The U.S. critical illness marketplace continued to grow at a modest rate through 2004, the year for most recent data. This article reviews the data and examines what is needed to move to the next level.
Estimated CI in-force premium increased 4.2% from 2003 to more than $128 million, according to the National Association for Critical Illness Insurance’s Benchmark Study for 2004.
Annualized new sales increased 6.5% to over $61 million, according to the study. Covered lives rose 13% to more than 400,000 lives. (See Table 1).
These results reflect insurance company sales of CI products designed as stand-alone, acceleration, or rider and covering at least the three major CI conditions (life-threatening cancer, heart attack and stroke).
Note: AFLAC participated in the NACII survey; however, its product represented a specified disease policy with a limited CI benefit, so the data was separated out. If AFLAC’s product were included in the industry totals, CI in-force premium would increase to over $233 million, annualized new sales to over $100 million and covered lives to over 775,000.
Growth in the worksite and individual channels has doubled since 2002, according to data on the CI marketplace by distribution channel from US Living Benefits. (See Table 2.)
However, growth in the employee benefit channel has slowed in comparison. This particular channel may be the “sleeping giant,” since several carriers are introducing group CI to very large groups, on either a contributory or a noncontributory basis.
By product type, the three major designs are stand-alone, acceleration and rider. A stand-alone CI insurance product is built on a health insurance chassis. This is the predominant design utilized for three major distribution channels. Policy limits can range from $50,000 to $1 million, depending on type of underwriting used. The average-size policy sold is under $50,000.
The accelerated product can be described as CI insurance with a death benefit feature. Usually these products are designed with an acceleration component that ranges from 25% to 100% payout for CI. Example: If a $50,000 life policy has 100% acceleration for CI, and if the insured is diagnosed with a CI condition, the policy would pay out the entire $50,000, leaving no death benefit for heirs. On the other hand, if the insured never uses the CI feature, the policy would pay the full face amount upon death.
The CI rider products may be added to a life, disability or health chassis. The rider would pay in addition to the core product. For example, some carriers offer a CI component on a life insurance policy so that the death benefit stays intact.
Several trends in the market are appearing in US Living Benefits data. These include:
o Group capacity: This has been increasing from $50,000 to $100,000.
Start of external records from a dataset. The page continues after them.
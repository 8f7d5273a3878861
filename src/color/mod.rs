//! Color primitives for the gradient engine.
//!
//! [`Rgb`] is the storage type for every color stop. HSV is only used as an
//! intermediate space for sort keys, harmonies and brightness/saturation
//! adjustments; it is never persisted.

mod hsv;
mod rgb;

pub use hsv::{
    Hsv, adjust_brightness, adjust_saturation, analogous, complementary, hsv_to_rgb,
    interpolate_colors, normalize_hue, rgb_to_hsv, rotate_hue, triadic,
};
pub(crate) use rgb::truncate_channel;
pub use rgb::{ColorParseError, Rgb};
o Individual capacity: This has been increasing to $500,000 or more. Carriers are beginning to target business owners and higher paid workers.
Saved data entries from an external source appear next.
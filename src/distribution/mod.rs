//! Color distribution: reassigning colors across a gradient's fixed positions.
//!
//! A [`Distribution`] never adds, removes or moves a stop. It computes a new
//! color for each index and writes it back onto the same position. With
//! endpoint preservation on, the stops at the minimum and maximum positions
//! keep their colors; they are tracked by index, so duplicate colors elsewhere
//! in the gradient do not disturb them.
//!
//! [`PositionPattern`] is the complementary tool: it moves positions and
//! keeps the color order.

mod positions;
mod sort_key;

pub use positions::PositionPattern;
pub use sort_key::{KeyContext, MAX_RGB_DISTANCE, SortKey, complementary_distance, warm_cool};

use rand::SeedableRng;
use rand::rngs::StdRng;
use rand::seq::SliceRandom;

use crate::color::Rgb;
use crate::error::DistributionError;
use crate::gradient::{ColorStop, Gradient, edge_indices};
use crate::{log_warn, trace_debug};

/// Reference color of the named `distance_from_color` distribution.
pub const DEFAULT_REFERENCE_COLOR: Rgb = Rgb::FALLBACK;

/// Registry keys, in display order.
pub const DISTRIBUTION_NAMES: [&str; 14] = [
    "brightness",
    "luminance",
    "hue",
    "saturation",
    "red_channel",
    "green_channel",
    "blue_channel",
    "distance_from_color",
    "warm_cool",
    "chroma",
    "contrast",
    "complementary",
    "random",
    "simple_brightness",
];

/// How colors are reassigned.
#[derive(Clone, Copy, Debug, PartialEq)]
pub enum Distribution {
    /// Stable sort by a per-color key.
    Sorted(SortKey),
    /// Shuffle, reproducible when seeded.
    Random { seed: Option<u64> },
}

impl Default for Distribution {
    fn default() -> Self {
        Self::Sorted(SortKey::SimpleBrightness)
    }
}

impl From<SortKey> for Distribution {
    fn from(key: SortKey) -> Self {
        Self::Sorted(key)
    }
}

impl Distribution {
    /// Look up a registry key (case-insensitive).
    pub fn from_name(name: &str) -> Result<Self, DistributionError> {
        let distribution = match name.to_lowercase().as_str() {
            "brightness" => SortKey::Brightness.into(),
            "luminance" => SortKey::Luminance.into(),
            "hue" => SortKey::Hue.into(),
            "saturation" => SortKey::Saturation.into(),
            "red_channel" => SortKey::RedChannel.into(),
            "green_channel" => SortKey::GreenChannel.into(),
            "blue_channel" => SortKey::BlueChannel.into(),
            "distance_from_color" => SortKey::DistanceFromColor(DEFAULT_REFERENCE_COLOR).into(),
            "warm_cool" => SortKey::WarmCool.into(),
            "chroma" => SortKey::Chroma.into(),
            "contrast" => SortKey::Contrast.into(),
            "complementary" => SortKey::Complementary.into(),
            "random" => Self::Random { seed: None },
            "simple_brightness" => SortKey::SimpleBrightness.into(),
            _ => return Err(DistributionError::UnknownDistribution(name.to_string())),
        };
        Ok(distribution)
    }

    /// Like [`from_name`](Self::from_name), falling back to simple brightness.
    #[must_use]
    pub fn from_name_or_fallback(name: &str) -> Self {
        Self::from_name(name).unwrap_or_else(|e| {
            log_warn!("{}, falling back to simple brightness", e);
            Self::default()
        })
    }

    #[must_use]
    pub const fn id(&self) -> &'static str {
        match self {
            Self::Sorted(key) => key.id(),
            Self::Random { .. } => "random",
        }
    }

    #[must_use]
    pub const fn display_name(&self) -> &'static str {
        match self {
            Self::Sorted(key) => key.display_name(),
            Self::Random { .. } => "Random",
        }
    }

    #[must_use]
    pub fn description(&self) -> String {
        match self {
            Self::Sorted(key) => key.description(),
            Self::Random { .. } => "Randomly shuffle color order".to_string(),
        }
    }

    /// Redistribute `stops`, returning `(position, color)` pairs in the
    /// original index order with the original positions.
    ///
    /// Unseeded random distributions draw from the thread-local generator.
    #[must_use]
    pub fn distribute_stops(
        &self,
        stops: &[ColorStop],
        reverse: bool,
        preserve_endpoints: bool,
    ) -> Vec<(f64, Rgb)> {
        match self {
            Self::Random { seed: Some(seed) } => {
                self.distribute_stops_with_rng(
                    stops,
                    reverse,
                    preserve_endpoints,
                    &mut StdRng::seed_from_u64(*seed),
                )
            }
            Self::Random { seed: None } => self.distribute_stops_with_rng(
                stops,
                reverse,
                preserve_endpoints,
                &mut rand::rng(),
            ),
            // sorting never reads the generator
            Self::Sorted(_) => self.distribute_stops_with_rng(
                stops,
                reverse,
                preserve_endpoints,
                &mut StdRng::seed_from_u64(0),
            ),
        }
    }

    /// [`distribute_stops`](Self::distribute_stops) with a caller-supplied
    /// generator. The generator is only read by [`Random`](Self::Random), and
    /// its `seed` field is ignored here.
    pub fn distribute_stops_with_rng<R: rand::Rng>(
        &self,
        stops: &[ColorStop],
        reverse: bool,
        preserve_endpoints: bool,
        rng: &mut R,
    ) -> Vec<(f64, Rgb)> {
        let _span = tracing::debug_span!(
            "distribute",
            distribution = self.id(),
            stops = stops.len(),
            reverse,
            preserve_endpoints
        )
        .entered();

        let original: Vec<(f64, Rgb)> = stops.iter().map(ColorStop::as_tuple).collect();
        if stops.len() <= 1 {
            return original;
        }

        let pinned: Vec<usize> = if preserve_endpoints {
            match edge_indices(stops) {
                Some((min, max)) if min == max => vec![min],
                Some((min, max)) => vec![min, max],
                None => Vec::new(),
            }
        } else {
            Vec::new()
        };
        let movable: Vec<usize> = (0..stops.len()).filter(|i| !pinned.contains(i)).collect();

        let colors: Vec<Rgb> = stops.iter().map(ColorStop::color).collect();
        let reordered: Vec<Rgb> = match self {
            Self::Sorted(key) => {
                // keys see the whole set; only movable colors are reordered
                let keys = key.keys(&colors);
                let mut order = movable.clone();
                if reverse {
                    order.sort_by(|&a, &b| keys[b].total_cmp(&keys[a]));
                } else {
                    order.sort_by(|&a, &b| keys[a].total_cmp(&keys[b]));
                }
                order.into_iter().map(|i| colors[i]).collect()
            }
            Self::Random { .. } => {
                let mut shuffled: Vec<Rgb> = movable.iter().map(|&i| colors[i]).collect();
                shuffled.shuffle(rng);
                if reverse {
                    shuffled.reverse();
                }
                shuffled
            }
        };

        trace_debug!(movable = movable.len(), "reassigning colors");

        let mut result = original;
        for (index, color) in movable.into_iter().zip(reordered) {
            result[index].1 = color;
        }
        result
    }

    /// Redistribute a gradient's colors in place.
    pub fn apply(&self, gradient: &mut Gradient, reverse: bool, preserve_endpoints: bool) {
        let redistributed = self.distribute_stops(gradient.stops(), reverse, preserve_endpoints);
        gradient.set_color_stops(redistributed);
    }
}

/// `(key, display name, description)` for every registered distribution.
#[must_use]
pub fn available_distributions() -> Vec<(&'static str, &'static str, String)> {
    DISTRIBUTION_NAMES
        .iter()
        .filter_map(|name| Distribution::from_name(name).ok())
        .map(|d| (d.id(), d.display_name(), d.description()))
        .collect()
}

/// Redistribute `gradient` by registry name. Unknown names fall back to
/// simple brightness.
pub fn distribute(gradient: &mut Gradient, name: &str, reverse: bool, preserve_endpoints: bool) {
    Distribution::from_name_or_fallback(name).apply(gradient, reverse, preserve_endpoints);
}

/// Redistribute `gradient` by registry name, reporting unknown names.
pub fn try_distribute(
    gradient: &mut Gradient,
    name: &str,
    reverse: bool,
    preserve_endpoints: bool,
) -> Result<(), DistributionError> {
    Distribution::from_name(name)?.apply(gradient, reverse, preserve_endpoints);
    Ok(())
}

/// Threshold blend between two color assignments.
///
/// Color reassignment is discrete, so there is no in-between: `strength`
/// (clamped to `[0, 1]`) below 0.5 keeps `original`, anything else takes
/// `distributed`. Mismatched lengths take `distributed` unless strength is 0.
#[must_use]
pub fn blend_distributions(
    original: &[(f64, Rgb)],
    distributed: &[(f64, Rgb)],
    strength: f64,
) -> Vec<(f64, Rgb)> {
    let strength = strength.clamp(0.0, 1.0);
    if strength <= 0.0 {
        return original.to_vec();
    }
    if strength >= 1.0 {
        return distributed.to_vec();
    }
    if original.len() != distributed.len() {
        log_warn!("Mismatched stop counts, returning distributed stops");
        return distributed.to_vec();
    }
    if strength >= 0.5 {
        distributed.to_vec()
    } else {
        original.to_vec()
    }
}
o CI buckets: Some carriers are categorizing CI conditions into buckets. The product is designed to pay out for more than one critical illness, if the subsequent critical illness falls into a bucket of CI conditions which has not yet been used. For example, a $50,000 CI policy with CI conditions categorized into three buckets would have the potential of a $150,000 payout.
o Recurrence: Carriers also are offering a payout for an additional occurrence for the same CI condition. For example, if a policyholder has a heart attack, the policy would pay out upon the initial diagnosis. If the policyholder subsequently has another heart attack (usually after a specified period of time), the policy would, once again, pay a benefit.